Starting at the top line, return each entry word for word.
Start of SUPPLIED RECORDS
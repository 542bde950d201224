//! Sheet that slides down from the top of the viewport, used for modal forms.
//!
//! Visibility follows the `open` prop. The `show` class is toggled shortly
//! after render so the CSS transition runs instead of snapping into place.

use gloo_timers::callback::Timeout;
use uuid::Uuid;
use yew::prelude::*;

use crate::helpers::icon;

const SHOW_CLASS: &str = "show";
const TRANSITION_DELAY_MS: u32 = 50;

#[derive(Properties, PartialEq)]
pub struct TopSheetProps {
    pub open: bool,
    pub title: AttrValue,
    pub on_close: Callback<()>,
    #[prop_or_default]
    pub children: Html,
}

pub struct TopSheet {
    id: String,
    node_ref: NodeRef,
}

impl Component for TopSheet {
    type Message = ();
    type Properties = TopSheetProps;

    fn create(_ctx: &Context<Self>) -> Self {
        Self {
            id: format!("sheet-{}", Uuid::new_v4()),
            node_ref: NodeRef::default(),
        }
    }

    fn view(&self, ctx: &Context<Self>) -> Html {
        let props = ctx.props();
        let close = props.on_close.reform(|_: MouseEvent| ());
        html! {
            <>
                if props.open {
                    <div class="top-sheet-backdrop" onclick={close.clone()}></div>
                }
                <div class="top-sheet" id={self.id.clone()} ref={self.node_ref.clone()} aria-hidden={(!props.open).to_string()}>
                    <div class="top-sheet-header">
                        <h2>{ props.title.clone() }</h2>
                        <button class="icon-btn" onclick={close}>{ icon("close") }</button>
                    </div>
                    if props.open {
                        { props.children.clone() }
                    }
                </div>
            </>
        }
    }

    fn rendered(&mut self, ctx: &Context<Self>, _first_render: bool) {
        if ctx.props().open {
            open_top_sheet(&self.node_ref);
        } else {
            close_top_sheet(&self.node_ref);
        }
    }
}

pub fn open_top_sheet(sheet: &NodeRef) {
    set_shown(sheet, true);
}

pub fn close_top_sheet(sheet: &NodeRef) {
    set_shown(sheet, false);
}

fn set_shown(sheet: &NodeRef, shown: bool) {
    let Some(element) = sheet.cast::<web_sys::HtmlElement>() else {
        return;
    };
    Timeout::new(TRANSITION_DELAY_MS, move || {
        let classes = element.class_list();
        let _ = if shown {
            classes.add_1(SHOW_CLASS)
        } else {
            classes.remove_1(SHOW_CLASS)
        };
    })
    .forget();
}
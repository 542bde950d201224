use crate::app::App;

mod api;
mod app;
mod components;
mod config;
mod export;
mod helpers;
mod routes;
mod storage;
mod views;

fn main() {
    console_error_panic_hook::set_once();
    yew::Renderer::<App>::new().render();
}
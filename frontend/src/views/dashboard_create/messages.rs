use common::error::ApiError;
use common::model::dashboard::{Aggregation, ChartType, Dashboard};
use common::model::data_file::DataFileDetail;

pub enum Msg {
    LoadAnalysis,
    AnalysisLoaded(Result<DataFileDetail, ApiError>),
    SetName(String),
    SelectSlot(u8),
    /// The remaining edits apply to the selected slot.
    SetChartType(ChartType),
    SetTitle(String),
    ToggleColumn(String),
    SetAggregation(Option<Aggregation>),
    /// Index into the ranked suggestions.
    ApplySuggestion(usize),
    ClearSlot,
    Save,
    Saved(Result<Dashboard, ApiError>),
}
End of SUPPLIED RECORDS
RESPONSE
repository 542bde950d201224
//! Sheet that slides down from the top of the viewport, used for modal forms.
//!
//! Visibility follows the `open` prop. The `show` class is toggled shortly
//! after render so the CSS transition runs instead of snapping into place.

use gloo_timers::callback::Timeout;
use uuid::Uuid;
use yew::prelude::*;

use crate::helpers::icon;

const SHOW_CLASS: &str = "show";
const TRANSITION_DELAY_MS: u32 = 50;

#[derive(Properties, PartialEq)]
pub struct TopSheetProps {
    pub open: bool,
    pub title: AttrValue,
    pub on_close: Callback<()>,
    #[prop_or_default]
    pub children: Html,
}

pub struct TopSheet {
    id: String,
    node_ref: NodeRef,
}

impl Component for TopSheet {
    type Message = ();
    type Properties = TopSheetProps;

    fn create(_ctx: &Context<Self>) -> Self {
        Self {
            id: format!("sheet-{}", Uuid::new_v4()),
            node_ref: NodeRef::default(),
        }
    }

    fn view(&self, ctx: &Context<Self>) -> Html {
        let props = ctx.props();
        let close = props.on_close.reform(|_: MouseEvent| ());
        html! {
            <>
                if props.open {
                    <div class="top-sheet-backdrop" onclick={close.clone()}></div>
                }
                <div class="top-sheet" id={self.id.clone()} ref={self.node_ref.clone()} aria-hidden={(!props.open).to_string()}>
                    <div class="top-sheet-header">
                        <h2>{ props.title.clone() }</h2>
                        <button class="icon-btn" onclick={close}>{ icon("close") }</button>
                    </div>
                    if props.open {
                        { props.children.clone() }
                    }
                </div>
            </>
        }
    }

    fn rendered(&mut self, ctx: &Context<Self>, _first_render: bool) {
        if ctx.props().open {
            open_top_sheet(&self.node_ref);
        } else {
            close_top_sheet(&self.node_ref);
        }
    }
}

pub fn open_top_sheet(sheet: &NodeRef) {
    set_shown(sheet, true);
}

pub fn close_top_sheet(sheet: &NodeRef) {
    set_shown(sheet, false);
}

fn set_shown(sheet: &NodeRef, shown: bool) {
    let Some(element) = sheet.cast::<web_sys::HtmlElement>() else {
        return;
    };
    Timeout::new(TRANSITION_DELAY_MS, move || {
        let classes = element.class_list();
        let _ = if shown {
            classes.add_1(SHOW_CLASS)
        } else {
            classes.remove_1(SHOW_CLASS)
        };
    })
    .forget();
}
repository 542bde950d201224
use crate::app::App;

mod api;
mod app;
mod components;
mod config;
mod export;
mod helpers;
mod routes;
mod storage;
mod views;

fn main() {
    console_error_panic_hook::set_once();
    yew::Renderer::<App>::new().render();
}
filename frontend/src/views/dashboard_create/messages.rs
use common::error::ApiError;
use common::model::dashboard::{Aggregation, ChartType, Dashboard};
use common::model::data_file::DataFileDetail;

pub enum Msg {
    LoadAnalysis,
    AnalysisLoaded(Result<DataFileDetail, ApiError>),
    SetName(String),
    SelectSlot(u8),
    /// The remaining edits apply to the selected slot.
    SetChartType(ChartType),
    SetTitle(String),
    ToggleColumn(String),
    SetAggregation(Option<Aggregation>),
    /// Index into the ranked suggestions.
    ApplySuggestion(usize),
    ClearSlot,
    Save,
    Saved(Result<Dashboard, ApiError>),
}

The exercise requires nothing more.